Mis primos parecen recuperar la tranquilidad y escucho a Paloma, la esposa de Carmelo decir: “Está como una cabra”. Intento fulminarla con la mirada, pero se dedica a cotorrear con su cuñada y no me presta atención. Podría hacerlo con su marido, pero bastante castigo tiene con aguantarla a ella. Encuentro el viejo reloj de plata. Martín no toleraba llevar nada en los dedos ni en las muñecas, y se lo regaló mi abuela cuando celebraron las bodas de plata. Tiene el cristal rajado y no funciona desde hace al menos diez años, pero el abuelo jamás se desprendía de él. Dentro de la tapa, una foto de ambos el día de su boda, igual que la que puede contemplarse enmarcada sobre la televisión.
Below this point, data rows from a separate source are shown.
//! Local backend
//!
//! An in-process stand-in for the host store and action module. It owns the
//! draft, network status and personal details the wizard reads, and turns
//! every command into an [`ActionRecord`]. Actions start in flight and stay
//! there until [`LocalBackend::settle`] completes or fails them, which is
//! what the wizard's reactor then observes.

pub mod journal;

pub use journal::{ActionJournal, ActionRecord, ActionStatus};

use uuid::Uuid;

use crate::config::Settings;
use crate::models::{
    CurrentUser, IouDraft, NetworkStatus, Participant, PersonalDetailsList, ReportId,
};
use crate::ports::{
    BillSplit, IouActions, ModalNavigator, MoneyPayment, MoneyRequest, PersonalDetailsActions,
    WizardSource,
};
use crate::wizard::ActionKind;

/// In-memory host for the wizard
#[derive(Debug, Clone)]
pub struct LocalBackend {
    draft: IouDraft,
    network: NetworkStatus,
    user: CurrentUser,
    personal_details: PersonalDetailsList,
    records: Vec<ActionRecord>,
    modal_open: bool,
    defaults_refreshes: usize,
    opened_report: Option<ReportId>,
    fail_next: bool,
}

impl LocalBackend {
    pub fn new(user: CurrentUser, personal_details: PersonalDetailsList) -> Self {
        Self {
            draft: IouDraft::default(),
            network: NetworkStatus::online(),
            user,
            personal_details,
            records: Vec::new(),
            modal_open: true,
            defaults_refreshes: 0,
            opened_report: None,
            fail_next: false,
        }
    }

    pub fn from_settings(settings: &Settings) -> Self {
        Self::new(settings.current_user(), settings.personal_details.clone())
    }

    /// Make the next settled action fail
    pub fn fail_next(&mut self, fail: bool) {
        self.fail_next = fail;
    }

    pub fn set_offline(&mut self, offline: bool) {
        self.network.is_offline = offline;
    }

    /// The user typed a comment on the confirmation page
    pub fn edit_comment(&mut self, comment: impl Into<String>) {
        self.draft.comment = comment.into();
    }

    /// The user picked a currency on the amount page
    pub fn pick_currency(&mut self, currency_code: impl Into<String>) {
        self.draft.selected_currency_code = Some(currency_code.into());
    }

    /// Finish the in-flight action, succeeding unless [`fail_next`] was set.
    /// Returns the resulting status, or `None` when nothing was in flight.
    ///
    /// [`fail_next`]: LocalBackend::fail_next
    pub fn settle(&mut self) -> Option<ActionStatus> {
        if !self.draft.creating_in_flight {
            return None;
        }

        let status = if self.fail_next {
            ActionStatus::Failed
        } else {
            ActionStatus::Completed
        };
        self.fail_next = false;
        self.draft.creating_in_flight = false;
        self.draft.error = status == ActionStatus::Failed;

        if let Some(record) = self.records.last_mut() {
            record.status = status;
            tracing::info!(id = %record.short_id(), %status, "action settled");
        }
        Some(status)
    }

    pub fn draft(&self) -> &IouDraft {
        &self.draft
    }

    pub fn records(&self) -> &[ActionRecord] {
        &self.records
    }

    /// Drain recorded actions, e.g. to append them to the journal
    pub fn take_records(&mut self) -> Vec<ActionRecord> {
        std::mem::take(&mut self.records)
    }

    pub fn is_modal_open(&self) -> bool {
        self.modal_open
    }

    pub fn defaults_refreshes(&self) -> usize {
        self.defaults_refreshes
    }

    /// Report created by the last split-and-open action
    pub fn opened_report(&self) -> Option<ReportId> {
        self.opened_report
    }

    fn begin(&mut self, record: ActionRecord) {
        tracing::info!(
            id = %record.short_id(),
            kind = %record.kind,
            minor = record.amount.minor(),
            currency = %record.currency,
            "action received"
        );
        self.draft.creating_in_flight = true;
        self.draft.error = false;
        self.records.push(record);
    }

    fn payment(&mut self, kind: ActionKind, payment: MoneyPayment) {
        let record = ActionRecord::new(
            kind,
            payment.amount,
            payment.currency,
            payment.payer_login,
            vec![payment.recipient.login],
        )
        .with_comment(payment.comment)
        .with_report(payment.report.report_id);
        self.begin(record);
    }

    fn split(&mut self, kind: ActionKind, split: BillSplit, report_id: ReportId) {
        let participants = split
            .participants
            .iter()
            .map(|p: &Participant| p.login.clone())
            .collect();
        let record = ActionRecord::new(
            kind,
            split.amount,
            split.currency,
            split.current_user_login,
            participants,
        )
        .with_comment(split.comment)
        .with_report(Some(report_id));
        self.begin(record);
    }
}

fn new_report_id() -> ReportId {
    // Positive id that fits comfortably in a JS-safe integer.
    ReportId::new((Uuid::new_v4().as_u128() % 1_000_000_000_000) as u64 + 1)
}

impl WizardSource for LocalBackend {
    fn iou_draft(&self) -> IouDraft {
        self.draft.clone()
    }

    fn network(&self) -> NetworkStatus {
        self.network
    }

    fn current_user(&self) -> CurrentUser {
        self.user.clone()
    }

    fn personal_details(&self) -> &PersonalDetailsList {
        &self.personal_details
    }
}

impl IouActions for LocalBackend {
    fn request_money(&mut self, request: MoneyRequest) {
        let record = ActionRecord::new(
            ActionKind::RequestMoney,
            request.amount,
            request.currency,
            request.requester_login,
            vec![request.recipient.login],
        )
        .with_comment(request.comment)
        .with_report(request.report.report_id);
        self.begin(record);
    }

    fn split_bill(&mut self, split: BillSplit, report_id: ReportId) {
        self.split(ActionKind::SplitBill, split, report_id);
    }

    fn split_bill_and_open_report(&mut self, split: BillSplit) {
        let report_id = new_report_id();
        self.opened_report = Some(report_id);
        self.split(ActionKind::SplitBillAndOpenReport, split, report_id);
    }

    fn send_money_elsewhere(&mut self, payment: MoneyPayment) {
        self.payment(ActionKind::SendMoneyElsewhere, payment);
    }

    fn send_money_via_paypal(&mut self, payment: MoneyPayment) {
        self.payment(ActionKind::SendMoneyViaPaypal, payment);
    }

    fn send_money_with_wallet(&mut self, payment: MoneyPayment) {
        self.payment(ActionKind::SendMoneyWithWallet, payment);
    }

    fn set_selected_currency(&mut self, currency_code: &str) {
        self.draft.selected_currency_code = Some(currency_code.to_string());
    }

    fn set_draft_comment(&mut self, comment: &str) {
        self.draft.comment = comment.to_string();
    }
}

impl PersonalDetailsActions for LocalBackend {
    fn refresh_defaults(&mut self) {
        self.defaults_refreshes += 1;
        tracing::debug!(count = self.defaults_refreshes, "refreshing currency defaults");
    }
}

impl ModalNavigator for LocalBackend {
    fn dismiss_modal(&mut self) {
        self.modal_open = false;
        tracing::debug!("modal dismissed");
    }
}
– También me quedo su reloj de bolsillo.

Lo último que elegí fue su ajada petaca. En su interior, además de un poco de tabaco rancio, hay un librillo casi agotado y un manoseado chisquero. Hasta hace poco más de dos años, cuando le diagnosticaron el cáncer, siempre había fumado esos cigarrillos que liaba con pasmosa habilidad. Cuando lo dejó, le cambió el carácter; no tanto por el hecho en sí, sino porque lo asumió como una suerte de capitulación final.

– También me quedo con esto.

Concluyo mientras que vuelvo a tapar la caja. Angustias, la mujer de Agustín, se señala la sien con el índice y lo hace girar. El notario también me observa, extrañado.

– ¿No desea nada más?

– Sí –mis primos contienen de nuevo el aliento–. Deseo todas las tardes que no pude pasar con él. Y todos los abrazos que no pudo darme ¿Los guarda usted en su poder?

El notario me contempla de hito en hito, ahora convencido, como el resto, de que no me encuentro en mis cabales.

– Ven, vamos, hijo.

Mi padre me pasa el brazo sobre el hombro y, por primera vez en la vida, albergo la completa certeza de que se siente orgulloso de mí.